Sekitar pukul 03.00, para pekerja melakukan pengecoran pier hed pada bekisting beton, yaitu cetakan untuk pengecoran beton pierhead. Bekisting ini cetakan sementara selama proses pengecoran beton pada bagian struktur bangunan. Tujuannya untuk menahan dan memberi bentuk. Setelah beton kering dan padat, bekisting pun dilepas. (Baca pula: Bekisting Tol Becakayu Ambruk, Insiden Proyek Waskita ke-6 Sejak 2017).
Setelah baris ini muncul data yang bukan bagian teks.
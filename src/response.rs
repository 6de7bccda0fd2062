use actix_web::{error::JsonPayloadError, HttpRequest, HttpResponse};
use serde::Serialize;

use crate::error::AppError;

#[derive(Serialize)]
pub struct ApiResponse<T: Serialize> {
    pub success: bool,
    #[serde(skip_serializing_if = "Option::is_none")]
    pub data: Option<T>,
    #[serde(skip_serializing_if = "Option::is_none")]
    pub message: Option<String>,
}

impl<T: Serialize> ApiResponse<T> {
    pub fn data(data: T) -> Self {
        Self {
            success: true,
            data: Some(data),
            message: None,
        }
    }

    pub fn with_message(data: T, msg: impl Into<String>) -> Self {
        Self {
            success: true,
            data: Some(data),
            message: Some(msg.into()),
        }
    }
}

impl ApiResponse<()> {
    pub fn message(msg: impl Into<String>) -> Self {
        Self {
            success: true,
            data: None,
            message: Some(msg.into()),
        }
    }
}

#[derive(Serialize)]
struct ErrorBody {
    success: bool,
    error: &'static str,
    message: String,
    #[serde(skip_serializing_if = "Option::is_none")]
    field: Option<String>,
    #[serde(skip_serializing_if = "Option::is_none")]
    resource_type: Option<&'static str>,
    #[serde(skip_serializing_if = "Option::is_none")]
    rule: Option<&'static str>,
}

pub fn json_error_handler(err: JsonPayloadError, _req: &HttpRequest) -> actix_web::Error {
    let app_err = match err {
        JsonPayloadError::ContentType => AppError::validation("Requête invalide."),
        JsonPayloadError::Deserialize(e) => AppError::validation(format!("Données invalides: {}", e)),
        _ => AppError::validation("Requête invalide."),
    };
    app_err.into()
}

pub fn response_from_error(err: &AppError) -> HttpResponse {
    use actix_web::ResponseError;

    let (field, resource_type, rule) = match err {
        AppError::Validation { field, .. } => (field.clone(), None, None),
        AppError::NotFound { resource, .. } => (None, *resource, None),
        AppError::Duplicate { field, .. } => (field.clone(), None, None),
        AppError::BusinessRule { rule, .. } => (None, None, *rule),
        _ => (None, None, None),
    };

    HttpResponse::build(err.status_code()).json(ErrorBody {
        success: false,
        error: err.kind(),
        message: err.to_string(),
        field,
        resource_type,
        rule,
    })
}
//! Global professor threshold: day/hour arithmetic and classification.

use sea_orm::{ActiveModelTrait, ColumnTrait, ConnectOptions, Database, DatabaseConnection,
              EntityTrait, QueryFilter, Set};

use scol_backend::absence::{self, ThresholdStatus};
use scol_backend::db;
use scol_backend::entity::threshold_setting;

async fn setup() -> DatabaseConnection {
    // A single pooled connection, or every statement may land on a fresh
    // in-memory database.
    let mut options = ConnectOptions::new("sqlite::memory:".to_string());
    options.max_connections(1).min_connections(1);
    let db = Database::connect(options).await.expect("in-memory sqlite");
    db::init_schema(&db).await;
    db
}

async fn seed_setting(db: &DatabaseConnection, days: i32, hours: i32, warning: f64) {
    threshold_setting::ActiveModel {
        setting_type: Set("professor_global".to_string()),
        threshold_days: Set(days),
        threshold_hours: Set(hours),
        warning_percentage: Set(warning),
        ..Default::default()
    }
    .insert(db)
    .await
    .expect("insert setting");
}

async fn load_setting(db: &DatabaseConnection) -> threshold_setting::Model {
    threshold_setting::Entity::find()
        .filter(threshold_setting::Column::SettingType.eq("professor_global"))
        .one(db)
        .await
        .expect("query setting")
        .expect("setting row")
}

#[tokio::test]
async fn total_hours_counts_a_day_as_eight_hours() {
    let db = setup().await;
    seed_setting(&db, 2, 4, 50.0).await;

    let setting = load_setting(&db).await;
    assert_eq!(setting.total_hours(), 20.0);
}

#[tokio::test]
async fn professor_classification_uses_configured_warning_percentage() {
    let db = setup().await;
    seed_setting(&db, 2, 4, 75.0).await;

    let setting = load_setting(&db).await;
    let threshold = setting.total_hours();

    // 75% of 20h is 15h.
    assert_eq!(
        absence::classify(14.0, threshold, setting.warning_percentage),
        ThresholdStatus::Ok
    );
    assert_eq!(
        absence::classify(15.0, threshold, setting.warning_percentage),
        ThresholdStatus::Warning
    );
    assert_eq!(
        absence::classify(20.0, threshold, setting.warning_percentage),
        ThresholdStatus::Exceeded
    );
}

#[tokio::test]
async fn unset_threshold_never_escalates() {
    let db = setup().await;
    seed_setting(&db, 0, 0, 50.0).await;

    let setting = load_setting(&db).await;
    assert_eq!(setting.total_hours(), 0.0);
    assert_eq!(
        absence::classify(40.0, setting.total_hours(), setting.warning_percentage),
        ThresholdStatus::Ok
    );
}
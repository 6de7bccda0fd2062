use actix_web::{middleware, web, App, HttpServer};
use log::info;

use scol_backend::config::AppConfig;
use scol_backend::db::connect_db;
use scol_backend::mailer::Mailer;
use scol_backend::response::json_error_handler;
use scol_backend::routes::{absence, assignment, auth, classe, major, module, notification,
                           professor, stats, student, threshold, user};
use scol_backend::seed;

#[actix_web::main]
async fn main() -> std::io::Result<()> {
    dotenvy::dotenv().ok();
    env_logger::init();
    let config = AppConfig::from_env();
    let db = connect_db(&config).await;
    seed::init_defaults(&db, &config).await;
    let mailer = Mailer::from_config(&config);
    let server_port = config.server_port;

    let server = HttpServer::new(move || {
        App::new()
            .app_data(web::Data::new(config.clone()))
            .app_data(web::Data::new(db.clone()))
            .app_data(web::Data::new(mailer.clone()))
            .app_data(web::JsonConfig::default().error_handler(json_error_handler))
            .wrap(middleware::Logger::default())
            .service(web::scope("/api/v1")
                .service(web::scope("/auth").configure(auth::config))
                .service(web::scope("/users").configure(user::config))
                .service(web::scope("/students").configure(student::config))
                .service(web::scope("/professors").configure(professor::config))
                .service(web::scope("/majors").configure(major::config))
                .service(web::scope("/modules").configure(module::config))
                .service(web::scope("/classes").configure(classe::config))
                .service(web::scope("/assignments").configure(assignment::config))
                .service(web::scope("/absences").configure(absence::config))
                .service(web::scope("/settings").configure(threshold::config))
                .service(web::scope("/notifications").configure(notification::config))
                .service(web::scope("/stats").configure(stats::config))
            )
    })
    .bind(("0.0.0.0", server_port))?;
    info!("server started at http://0.0.0.0:{}", server_port);
    server.run().await
}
Nahas. Musibah terjadi saat pekerja memasukkan coran. Bekisting tersebut merosot hingga jatuh, sementara kondisi beton masih basah. Menurut keterangan kepolisian, kecelakaan tersebut tepat pukul 3.40 WIB. Tak ayal, gugurnya perkakas berat ini membuat tujuh pekerja di area tersebut, yang berlokasi di depan kampus Institut Bisnis Nusantara, terluka. Pihak Waskita pun mengevakuasi mereka ke Rumah Sakit Universitas Kristen Indonesia. “Pihak manajemen sangat menyesal atas kejadian ini,” kata Kepala Divisi III Waskita, Dono Parwoto.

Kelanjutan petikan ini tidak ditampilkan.